→ **Prompt**:
Among the lines below, how many have the string "Currency" in them? Only the number is wanted.
==== Study material
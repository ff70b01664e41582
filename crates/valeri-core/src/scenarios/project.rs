use rust_decimal::Decimal;
use rust_decimal_macros::dec;
use serde::{Deserialize, Serialize};

use crate::capital::CapitalStructure;
use crate::error::ValeriError;
use crate::projection::{
    validate_horizon, validate_lifetime, ScenarioInputs, DEFAULT_DISPLAY_HORIZON,
};
use crate::types::{Currency, Money, Rate, ScenarioCase, ScenarioSet};
use crate::ValeriResult;

pub use crate::projection::MAX_PROJECT_LIFETIME;

/// Parameters that differ between the likely, worst and best cases.
/// All rates are fractions (0.02 = 2%).
#[derive(Debug, Clone, PartialEq, Serialize, Deserialize)]
#[serde(rename_all = "camelCase")]
pub struct ScenarioParameters {
    pub initial_investment: Money,
    #[serde(default)]
    pub subsidy: Money,
    #[serde(default)]
    pub annual_operating_cost: Money,
    #[serde(default)]
    pub annual_other_revenue: Money,
    pub annual_savings_volume: Decimal,
    pub price_escalation_rate: Rate,
    #[serde(default)]
    pub cost_escalation_rate: Rate,
    pub project_lifetime: u32,
    pub equity_cost_rate: Rate,
    pub debt_cost_rate: Rate,
}

/// A complete appraisal request: shared parameters plus one parameter set per
/// scenario. This is also the `inputs` section of a stored analysis.
#[derive(Debug, Clone, PartialEq, Serialize, Deserialize)]
#[serde(rename_all = "camelCase")]
pub struct ProjectInput {
    #[serde(default)]
    pub currency: Currency,
    /// Energy price per unit at year 0, shared by all scenarios
    pub base_price: Money,
    pub capital_structure: CapitalStructure,
    /// Years shown on the cumulative chart
    #[serde(default = "default_display_horizon")]
    pub display_horizon: u32,
    pub scenarios: ScenarioSet<ScenarioParameters>,
}

fn default_display_horizon() -> u32 {
    DEFAULT_DISPLAY_HORIZON
}

impl ProjectInput {
    /// Engine input for one scenario, with the shared base price filled in.
    pub fn scenario_inputs(&self, case: ScenarioCase) -> ScenarioInputs {
        let p = self.scenarios.get(case);
        ScenarioInputs {
            initial_investment: p.initial_investment,
            subsidy: p.subsidy,
            annual_operating_cost: p.annual_operating_cost,
            annual_other_revenue: p.annual_other_revenue,
            annual_savings_volume: p.annual_savings_volume,
            base_price: self.base_price,
            price_escalation_rate: p.price_escalation_rate,
            cost_escalation_rate: p.cost_escalation_rate,
            project_lifetime: p.project_lifetime,
            equity_cost_rate: p.equity_cost_rate,
            debt_cost_rate: p.debt_cost_rate,
        }
    }

    pub fn all_scenario_inputs(&self) -> ScenarioSet<ScenarioInputs> {
        self.scenarios.map(|case, _| self.scenario_inputs(case))
    }
}

impl Default for ProjectInput {
    /// Starting values of a fresh appraisal form.
    fn default() -> Self {
        Self {
            currency: Currency::EUR,
            base_price: dec!(0.30),
            capital_structure: CapitalStructure::default(),
            display_horizon: DEFAULT_DISPLAY_HORIZON,
            scenarios: ScenarioSet {
                likely: ScenarioParameters {
                    initial_investment: dec!(10000),
                    subsidy: Decimal::ZERO,
                    annual_operating_cost: Decimal::ZERO,
                    annual_other_revenue: Decimal::ZERO,
                    annual_savings_volume: dec!(5000),
                    price_escalation_rate: dec!(0.02),
                    cost_escalation_rate: dec!(0.02),
                    project_lifetime: 15,
                    equity_cost_rate: dec!(0.08),
                    debt_cost_rate: dec!(0.04),
                },
                worst: ScenarioParameters {
                    initial_investment: dec!(12000),
                    subsidy: Decimal::ZERO,
                    annual_operating_cost: Decimal::ZERO,
                    annual_other_revenue: Decimal::ZERO,
                    annual_savings_volume: dec!(4000),
                    price_escalation_rate: dec!(0.01),
                    cost_escalation_rate: dec!(0.03),
                    project_lifetime: 12,
                    equity_cost_rate: dec!(0.10),
                    debt_cost_rate: dec!(0.06),
                },
                best: ScenarioParameters {
                    initial_investment: dec!(9000),
                    subsidy: Decimal::ZERO,
                    annual_operating_cost: Decimal::ZERO,
                    annual_other_revenue: Decimal::ZERO,
                    annual_savings_volume: dec!(6000),
                    price_escalation_rate: dec!(0.03),
                    cost_escalation_rate: dec!(0.01),
                    project_lifetime: 20,
                    equity_cost_rate: dec!(0.07),
                    debt_cost_rate: dec!(0.03),
                },
            },
        }
    }
}

// ---------------------------------------------------------------------------
// Validation
// ---------------------------------------------------------------------------

/// Reject inputs the engine would turn into meaningless figures.
pub fn validate_project_input(input: &ProjectInput) -> ValeriResult<()> {
    if input.base_price < Decimal::ZERO {
        return Err(ValeriError::InvalidInput {
            field: "base_price".into(),
            reason: "Base price cannot be negative".into(),
        });
    }

    validate_horizon("display_horizon", input.display_horizon)?;

    let cs = &input.capital_structure;
    for (field, ratio) in [("equity_ratio", cs.equity_ratio), ("debt_ratio", cs.debt_ratio)] {
        if ratio < Decimal::ZERO || ratio > Decimal::ONE {
            return Err(ValeriError::InvalidInput {
                field: format!("capital_structure.{field}"),
                reason: "Ratio must be between 0 and 1".into(),
            });
        }
    }

    for (case, params) in input.scenarios.iter() {
        validate_scenario_parameters(case, params)?;
    }
    Ok(())
}

fn validate_scenario_parameters(case: ScenarioCase, p: &ScenarioParameters) -> ValeriResult<()> {
    let amounts = [
        ("initial_investment", p.initial_investment),
        ("subsidy", p.subsidy),
        ("annual_operating_cost", p.annual_operating_cost),
        ("annual_other_revenue", p.annual_other_revenue),
        ("annual_savings_volume", p.annual_savings_volume),
    ];
    for (field, value) in amounts {
        if value < Decimal::ZERO {
            return Err(ValeriError::InvalidInput {
                field: format!("{case}.{field}"),
                reason: "Cannot be negative".into(),
            });
        }
    }

    validate_lifetime(&format!("{case}.project_lifetime"), p.project_lifetime)?;

    let rates = [
        ("price_escalation_rate", p.price_escalation_rate),
        ("cost_escalation_rate", p.cost_escalation_rate),
    ];
    for (field, rate) in rates {
        if rate <= dec!(-1) {
            return Err(ValeriError::InvalidInput {
                field: format!("{case}.{field}"),
                reason: "Escalation rate must be greater than -100%".into(),
            });
        }
    }
    Ok(())
}

#[cfg(test)]
mod tests {
    use super::*;

    #[test]
    fn test_defaults_are_valid() {
        assert!(validate_project_input(&ProjectInput::default()).is_ok());
    }

    #[test]
    fn test_scenario_inputs_share_base_price() {
        let input = ProjectInput::default();
        for case in ScenarioCase::ALL {
            assert_eq!(input.scenario_inputs(case).base_price, dec!(0.30));
        }
        assert_eq!(input.scenario_inputs(ScenarioCase::Worst).project_lifetime, 12);
    }

    #[test]
    fn test_zero_lifetime_rejected() {
        let mut input = ProjectInput::default();
        input.scenarios.best.project_lifetime = 0;
        match validate_project_input(&input).unwrap_err() {
            ValeriError::InvalidInput { field, .. } => assert_eq!(field, "best.project_lifetime"),
            e => panic!("Expected InvalidInput, got {e:?}"),
        }
    }

    #[test]
    fn test_oversized_horizon_rejected() {
        let mut input = ProjectInput::default();
        input.display_horizon = u32::MAX;
        match validate_project_input(&input).unwrap_err() {
            ValeriError::InvalidInput { field, .. } => assert_eq!(field, "display_horizon"),
            e => panic!("Expected InvalidInput, got {e:?}"),
        }

        input.display_horizon = 0;
        assert!(validate_project_input(&input).is_err());

        input.display_horizon = MAX_PROJECT_LIFETIME;
        assert!(validate_project_input(&input).is_ok());
    }

    #[test]
    fn test_negative_subsidy_rejected() {
        let mut input = ProjectInput::default();
        input.scenarios.worst.subsidy = dec!(-1);
        match validate_project_input(&input).unwrap_err() {
            ValeriError::InvalidInput { field, .. } => assert_eq!(field, "worst.subsidy"),
            e => panic!("Expected InvalidInput, got {e:?}"),
        }
    }

    #[test]
    fn test_optional_fields_default_when_absent() {
        let json = serde_json::json!({
            "basePrice": "0.30",
            "capitalStructure": {"equityRatio": "0.3", "debtRatio": "0.7"},
            "scenarios": {
                "likely": {"initialInvestment": 10000, "annualSavingsVolume": 1000,
                           "priceEscalationRate": 0.02, "projectLifetime": 15,
                           "equityCostRate": 0.08, "debtCostRate": 0.04},
                "worst": {"initialInvestment": 10000, "annualSavingsVolume": 1000,
                          "priceEscalationRate": 0.02, "projectLifetime": 15,
                          "equityCostRate": 0.08, "debtCostRate": 0.04},
                "best": {"initialInvestment": 10000, "annualSavingsVolume": 1000,
                         "priceEscalationRate": 0.02, "projectLifetime": 15,
                         "equityCostRate": 0.08, "debtCostRate": 0.04}
            }
        });
        let input: ProjectInput = serde_json::from_value(json).unwrap();
        assert_eq!(input.currency, Currency::EUR);
        assert_eq!(input.display_horizon, DEFAULT_DISPLAY_HORIZON);
        assert_eq!(input.scenarios.likely.subsidy, Decimal::ZERO);
        assert_eq!(input.scenarios.likely.cost_escalation_rate, Decimal::ZERO);
    }
}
========
→ **Your solution**:
4